Will we hear of a “pivot” from the RBNZ or the FOMC minutes this week?
And will the global PMI figures point to increased odds of a recession?
All that and more in this week’s top-tier lineup!
But ICYMI, I’ve written a quick recap of the market themes that pushed currency pairs around last week. Check it!
And now for the closely-watched potential market movers this week:
Major Economic Events:
RBNZ monetary policy statement (Nov. 23, 1:00 am GMT) – Is another 0.75% interest rate in the cards for New Zealand’s central bank? Or will they step on the brakes again this time?
Some expect the RBNZ to lift rates from 3.50% to 4.25% this week while others predict a pivot to just a 0.50% rate hike.
Policymakers already slowed down their pace of tightening in the previous meeting, but the latest round of inflation figures warranted more aggressive moves.
Still, RBNZ officials remain wary of housing market risks and continued global downside risks. Better keep your eyes and ears peeled for policy clues in their presser as well!
Global PMI surveys (Nov. 23) – It’s the third week of the month, which means it’s time for another round of flash PMI readings.
In the eurozone, the two biggest nations are mostly expected to report sharper slowdowns in their business sectors, with the exception of Germany’s manufacturing sector. The German manufacturing PMI is slated to tick higher from 45.1 to 45.3 in November, reflecting a slower pace of contraction.
Meanwhile, the U.K. is expected to report a faster pace of contraction in both industries. The U.K. manufacturing PMI is estimated to dip from 46.2 to 45.7 while the services PMI could fall from 48.6 to 48.0.
Mixed results are in the cards for Uncle Sam, as the manufacturing PMI could fall from 50.4 to 50.0 while the services figure could improve from 47.8 to 48.0.
FOMC meeting minutes (Nov. 23, 7:00 pm GMT) – Rounding up a busy Wednesday for the week would be the release of the transcript of the latest FOMC pow-wow.
The minutes could contain slightly cautious views from policymakers, but it’s worth noting that this meeting took place prior to the release of the latest upside inflation surprises.

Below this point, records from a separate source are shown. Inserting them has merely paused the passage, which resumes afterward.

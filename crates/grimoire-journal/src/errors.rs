use thiserror::Error;

/// Errors that can occur during journal operations.
#[derive(Error, Debug)]
pub enum JournalError {
    /// I/O error during read or write.
    #[error("I/O error: {0}")]
    Io(#[from] std::io::Error),
    /// Invalid file header (magic, version, or flags).
    #[error("invalid journal header: {0}")]
    InvalidHeader(String),
    /// Invalid frame structure (reserved bytes or length).
    #[error("invalid frame at offset {offset}: {reason}")]
    InvalidFrame {
        /// Byte offset where the frame starts.
        offset: u64,
        /// Reason for invalidity.
        reason: String,
    },
    /// Payload exceeds maximum size limit.
    #[error("payload size {size} exceeds maximum {max}")]
    PayloadTooLarge {
        /// Actual payload size.
        size: u64,
        /// Maximum allowed size.
        max: u32,
    },
    /// Payload bytes do not match the frame checksum.
    #[error("checksum mismatch in frame at offset {offset}")]
    ChecksumMismatch {
        /// Byte offset where the frame starts.
        offset: u64,
    },
    /// Payload is not the JSON shape the caller asked for.
    #[error("JSON error: {0}")]
    Json(#[from] serde_json::Error),
    /// File is too short to hold a header but is not empty.
    #[error("file is not empty; cannot initialize header")]
    FileNotEmpty,
    /// Truncated frame detected in strict mode.
    #[error("truncated frame at offset {offset}")]
    TruncatedFrame {
        /// Byte offset where truncation occurred.
        offset: u64,
    },
}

Expect additional volatility around the release of this report since it’s scheduled just before U.S. traders take off for the Thanksgiving holidays.

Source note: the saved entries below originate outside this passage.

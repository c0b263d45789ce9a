use serde::{Deserialize, Serialize};
use std::fmt;

/// Magic resistance category.
#[derive(Debug, Clone, Copy, Default, PartialEq, Eq, Hash, Serialize, Deserialize)]
#[serde(rename_all = "snake_case")]
pub enum MagicResistanceKind {
    /// Not recorded.
    #[default]
    Unknown,
    /// Magic resistance applies.
    Normal,
    /// Magic resistance does not apply.
    IgnoresMr,
    /// Applies to part of the spell only.
    Partial,
    /// Spell-specific rule; see `special_rule`.
    Special,
}

/// Which effects magic resistance is checked against.
#[derive(Debug, Clone, Copy, PartialEq, Eq, Hash, Serialize, Deserialize)]
#[serde(rename_all = "snake_case")]
pub enum MrAppliesTo {
    /// Every effect.
    WholeSpell,
    /// Harmful effects only.
    HarmfulEffectsOnly,
    /// Beneficial effects only.
    BeneficialEffectsOnly,
    /// Referee decides.
    Dm,
}

impl MrAppliesTo {
    fn words(self) -> &'static str {
        match self {
            MrAppliesTo::WholeSpell => "whole spell",
            MrAppliesTo::HarmfulEffectsOnly => "harmful effects only",
            MrAppliesTo::BeneficialEffectsOnly => "beneficial effects only",
            MrAppliesTo::Dm => "DM",
        }
    }
}

/// Scope of a partial magic resistance check.
#[derive(Debug, Clone, Copy, PartialEq, Eq, Hash, Serialize, Deserialize)]
#[serde(rename_all = "snake_case")]
pub enum MrPartialScope {
    /// Damage only.
    DamageOnly,
    /// Non-damage effects only.
    NonDamageOnly,
    /// The primary effect only.
    PrimaryEffectOnly,
    /// Secondary effects only.
    SecondaryEffectsOnly,
    /// The damage parts listed in `part_ids`.
    ByPartId,
}

impl MrPartialScope {
    fn words(self) -> &'static str {
        match self {
            MrPartialScope::DamageOnly => "damage only",
            MrPartialScope::NonDamageOnly => "non-damage only",
            MrPartialScope::PrimaryEffectOnly => "primary effect only",
            MrPartialScope::SecondaryEffectsOnly => "secondary effects only",
            MrPartialScope::ByPartId => "parts",
        }
    }
}

/// Partial magic resistance detail.
#[derive(Debug, Clone, PartialEq, Serialize, Deserialize)]
pub struct MrPartial {
    /// Scope.
    pub scope: MrPartialScope,
    /// Damage part ids, for `by_part_id` (unordered).
    #[serde(default, skip_serializing_if = "Vec::is_empty")]
    pub part_ids: Vec<String>,
}

/// Structured magic resistance.
#[derive(Debug, Clone, Default, PartialEq, Serialize, Deserialize)]
pub struct MagicResistanceSpec {
    /// Category.
    pub kind: MagicResistanceKind,
    /// Which effects are checked.
    #[serde(default, skip_serializing_if = "Option::is_none")]
    pub applies_to: Option<MrAppliesTo>,
    /// Partial detail, for `partial`.
    #[serde(default, skip_serializing_if = "Option::is_none")]
    pub partial: Option<MrPartial>,
    /// Rule text; holds the legacy text on fallback.
    #[serde(default, skip_serializing_if = "Option::is_none")]
    pub special_rule: Option<String>,
    /// Free-form notes.
    #[serde(default, skip_serializing_if = "Option::is_none")]
    pub notes: Option<String>,
}

impl MagicResistanceSpec {
    /// Fallback preserving `text`.
    pub fn special(text: impl Into<String>) -> Self {
        Self {
            kind: MagicResistanceKind::Special,
            special_rule: Some(text.into()),
            ..Default::default()
        }
    }

    /// A bare kind.
    pub fn of_kind(kind: MagicResistanceKind) -> Self {
        Self {
            kind,
            ..Default::default()
        }
    }

    /// Whether this is the fallback variant.
    pub fn is_special(&self) -> bool {
        self.kind == MagicResistanceKind::Special
    }

    /// Whether magic resistance is checked against damage part `part_id`.
    pub fn covers_part(&self, part_id: &str) -> Option<bool> {
        match self.kind {
            MagicResistanceKind::Normal => Some(true),
            MagicResistanceKind::IgnoresMr => Some(false),
            MagicResistanceKind::Partial => match &self.partial {
                Some(p) => match p.scope {
                    MrPartialScope::DamageOnly => Some(true),
                    MrPartialScope::NonDamageOnly => Some(false),
                    MrPartialScope::ByPartId => Some(p.part_ids.iter().any(|id| id == part_id)),
                    _ => None,
                },
                None => None,
            },
            MagicResistanceKind::Unknown | MagicResistanceKind::Special => None,
        }
    }
}

impl fmt::Display for MagicResistanceSpec {
    fn fmt(&self, f: &mut fmt::Formatter<'_>) -> fmt::Result {
        match self.kind {
            MagicResistanceKind::Special => {
                return f.write_str(self.special_rule.as_deref().unwrap_or("Special"));
            }
            MagicResistanceKind::Unknown => f.write_str("Unknown")?,
            MagicResistanceKind::Normal => f.write_str("Yes")?,
            MagicResistanceKind::IgnoresMr => f.write_str("No")?,
            MagicResistanceKind::Partial => {
                f.write_str("Partial")?;
                if let Some(partial) = &self.partial {
                    if partial.scope == MrPartialScope::ByPartId {
                        write!(f, " (parts: {})", partial.part_ids.join(", "))?;
                    } else {
                        write!(f, " ({})", partial.scope.words())?;
                    }
                }
            }
        }
        if let Some(applies) = self.applies_to {
            if applies != MrAppliesTo::WholeSpell {
                write!(f, " ({})", applies.words())?;
            }
        }
        Ok(())
    }
}

#[cfg(test)]
mod tests {
    use super::*;

    #[test]
    fn partial_by_part_display() {
        let spec = MagicResistanceSpec {
            kind: MagicResistanceKind::Partial,
            partial: Some(MrPartial {
                scope: MrPartialScope::ByPartId,
                part_ids: vec!["part_1".into(), "part_2".into()],
            }),
            ..Default::default()
        };
        assert_eq!(spec.to_string(), "Partial (parts: part_1, part_2)");
        assert_eq!(spec.covers_part("part_2"), Some(true));
        assert_eq!(spec.covers_part("part_3"), Some(false));
    }

    #[test]
    fn applies_to_is_appended() {
        let mut spec = MagicResistanceSpec::of_kind(MagicResistanceKind::Normal);
        spec.applies_to = Some(MrAppliesTo::HarmfulEffectsOnly);
        assert_eq!(spec.to_string(), "Yes (harmful effects only)");
    }
}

Forex Setup of the Week: EUR/NZD
With the RBNZ decision likely to be the main event for the week, I’m looking at this bounce-or-break scenario on a Kiwi pair.

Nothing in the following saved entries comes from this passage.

impl fmt::Display for DiceTerm {
    fn fmt(&self, f: &mut fmt::Formatter<'_>) -> fmt::Result {
        write!(f, "{}d{}", self.count, self.sides)?;
        if self.per_die_modifier != 0 {
            write!(f, "{:+}/die", self.per_die_modifier)?;
        }
        Ok(())
    }
}

fn is_zero(value: &i32) -> bool {
    *value == 0
}

/// Sum of dice terms plus a flat modifier.
#[derive(Debug, Clone, Default, PartialEq, Eq, Serialize, Deserialize)]
pub struct DicePool {
    /// Dice terms.
    #[serde(default, skip_serializing_if = "Vec::is_empty")]
    pub terms: Vec<DiceTerm>,
    /// Flat modifier.
    #[serde(default, skip_serializing_if = "is_zero")]
    pub flat_modifier: i32,
}

impl DicePool {
    /// Whether the pool rolls nothing and adds nothing.
    pub fn is_empty(&self) -> bool {
        self.terms.is_empty() && self.flat_modifier == 0
    }
}

impl fmt::Display for DicePool {
    fn fmt(&self, f: &mut fmt::Formatter<'_>) -> fmt::Result {
        let terms: Vec<String> = self.terms.iter().map(|t| t.to_string()).collect();
        f.write_str(&terms.join(" + "))?;
        if self.flat_modifier != 0 {
            if terms.is_empty() {
                write!(f, "{}", self.flat_modifier)?;
            } else {
                write!(f, "{:+}", self.flat_modifier)?;
            }
        }
        Ok(())
    }
}

/// Scaling rule category.
#[derive(Debug, Clone, Copy, Default, PartialEq, Eq, PartialOrd, Ord, Hash, Serialize, Deserialize)]
#[serde(rename_all = "snake_case")]
pub enum ScalingKind {
    /// Adds dice or a flat amount every `step` levels.
    #[default]
    PerLevel,
    /// Replaces the base pool by level band.
    LevelBands,
}

/// What the scaling step counts.
#[derive(Debug, Clone, Copy, Default, PartialEq, Eq, PartialOrd, Ord, Hash, Serialize, Deserialize)]
#[serde(rename_all = "snake_case")]
pub enum ScalingDriver {
    /// Caster level.
    #[default]
    CasterLevel,
    /// Spell level.
    SpellLevel,
    /// Target hit dice.
    TargetHd,
}

impl ScalingDriver {
    fn word(self) -> &'static str {
        match self {
            ScalingDriver::CasterLevel => "level",
            ScalingDriver::SpellLevel => "spell level",
            ScalingDriver::TargetHd => "hd",
        }
    }
}

/// Inclusive level range with its own base pool.
#[derive(Debug, Clone, PartialEq, Eq, Serialize, Deserialize)]
pub struct LevelBand {
    /// Lowest level.
    pub min: u32,
    /// Highest level.
    pub max: u32,
    /// Pool used inside the band.
    pub base: DicePool,
}

fn default_step() -> u32 {
    1
}

/// How a damage part grows.
#[derive(Debug, Clone, Default, PartialEq, Eq, Serialize, Deserialize)]
pub struct ScalingRule {
    /// Category.
    pub kind: ScalingKind,
    /// What the step counts.
    #[serde(default)]
    pub driver: ScalingDriver,
    /// Driver units per increment.
    #[serde(default = "default_step")]
    pub step: u32,
    /// Upper bound on the number of increments.
    #[serde(default, skip_serializing_if = "Option::is_none")]
    pub max_steps: Option<u32>,
    /// Dice added per increment.
    #[serde(default, skip_serializing_if = "Option::is_none")]
    pub dice_increment: Option<DiceTerm>,
    /// Flat amount added per increment.
    #[serde(default, skip_serializing_if = "Option::is_none")]
    pub flat_increment: Option<i32>,
    /// Bands, for `level_bands`.
    #[serde(default, skip_serializing_if = "Vec::is_empty")]
    pub level_bands: Vec<LevelBand>,
    /// Free-form notes.
    #[serde(default, skip_serializing_if = "Option::is_none")]
    pub notes: Option<String>,
}

impl ScalingRule {
    /// Dice added every `step` units of `driver`.
    pub fn per_level_dice(dice: DiceTerm, driver: ScalingDriver, step: u32) -> Self {
        Self {
            kind: ScalingKind::PerLevel,
            driver,
            step,
            dice_increment: Some(dice),
            ..Default::default()
        }
    }

    /// Number of increments earned at `level`, honoring `max_steps`.
    pub fn steps_at(&self, level: u32) -> u32 {
        let steps = level / self.step.max(1);
        match self.max_steps {
            Some(max) => steps.min(max),
            None => steps,
        }
    }
}

impl fmt::Display for ScalingRule {
    fn fmt(&self, f: &mut fmt::Formatter<'_>) -> fmt::Result {
        if self.kind == ScalingKind::LevelBands {
            let bands: Vec<String> = self
                .level_bands
                .iter()
                .map(|b| format!("{}-{}: {}", b.min, b.max, b.base))
                .collect();
            return write!(f, "by {} [{}]", self.driver.word(), bands.join(", "));
        }
        match (&self.dice_increment, self.flat_increment) {
            (Some(dice), _) => write!(f, "{}", dice)?,
            (None, Some(flat)) => write!(f, "{}", flat)?,
            (None, None) => f.write_str("0")?,
        }
        if self.step > 1 {
            write!(f, "/{} {}s", self.step, self.driver.word())?;
        } else {
            write!(f, "/{}", self.driver.word())?;
        }
        if let Some(max) = self.max_steps {
            match (&self.dice_increment, self.flat_increment) {
                (Some(dice), _) => write!(f, " (max {}d{})", dice.count * max, dice.sides)?,
                (None, Some(flat)) => write!(f, " (max {:+})", flat * max as i32)?,
                (None, None) => {}
            }
        }
        Ok(())
    }
}

/// Effect of a saving throw on one damage part.
#[derive(Debug, Clone, Copy, PartialEq, Eq, Hash, Serialize, Deserialize)]
#[serde(rename_all = "snake_case")]
pub enum DamageSave {
    /// No save.
    None,
    /// Half damage on a save.
    Half,
    /// No damage on a save.
    Negates,
    /// Reduced damage on a save.
    Partial,
    /// Referee decides.
    Special,
}

impl DamageSave {
    fn words(self) -> &'static str {
        match self {
            DamageSave::None => "no save",
            DamageSave::Half => "half save",
            DamageSave::Negates => "save negates",
            DamageSave::Partial => "partial save",
            DamageSave::Special => "special save",
        }
    }
}

/// How magic resistance treats one damage part.
#[derive(Debug, Clone, Copy, PartialEq, Eq, Hash, Serialize, Deserialize)]
#[serde(rename_all = "snake_case")]
pub enum MrInteraction {
    /// Magic resistance applies.
    Normal,
    /// Magic resistance does not apply.
    IgnoresMr,
    /// Part-specific rule.
    Special,
    /// Not recorded.
    Unknown,
}

impl MrInteraction {
    fn words(self) -> &'static str {
        match self {
            MrInteraction::Normal => "MR applies",
            MrInteraction::IgnoresMr => "ignores MR",
            MrInteraction::Special => "special MR",
            MrInteraction::Unknown => "MR unknown",
        }
    }
}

EUR/NZD has formed lower highs and found support around the 1.6750 minor psychological mark, creating a descending triangle on its hourly chart.
The pair is currently testing support and might be due for a move back to the resistance around 1.6950-1.7000 next.
However, technical indicators are giving off bearish vibes, as the 100 SMA is below the 200 SMA while Stochastic is pointing down.
A break below the triangle support could set off a drop that’s the same height as the chart pattern or roughly 450 pips, especially if the RBNZ signals scope for more interest rate hikes.
Just brace yourselves for additional volatility when trading the news!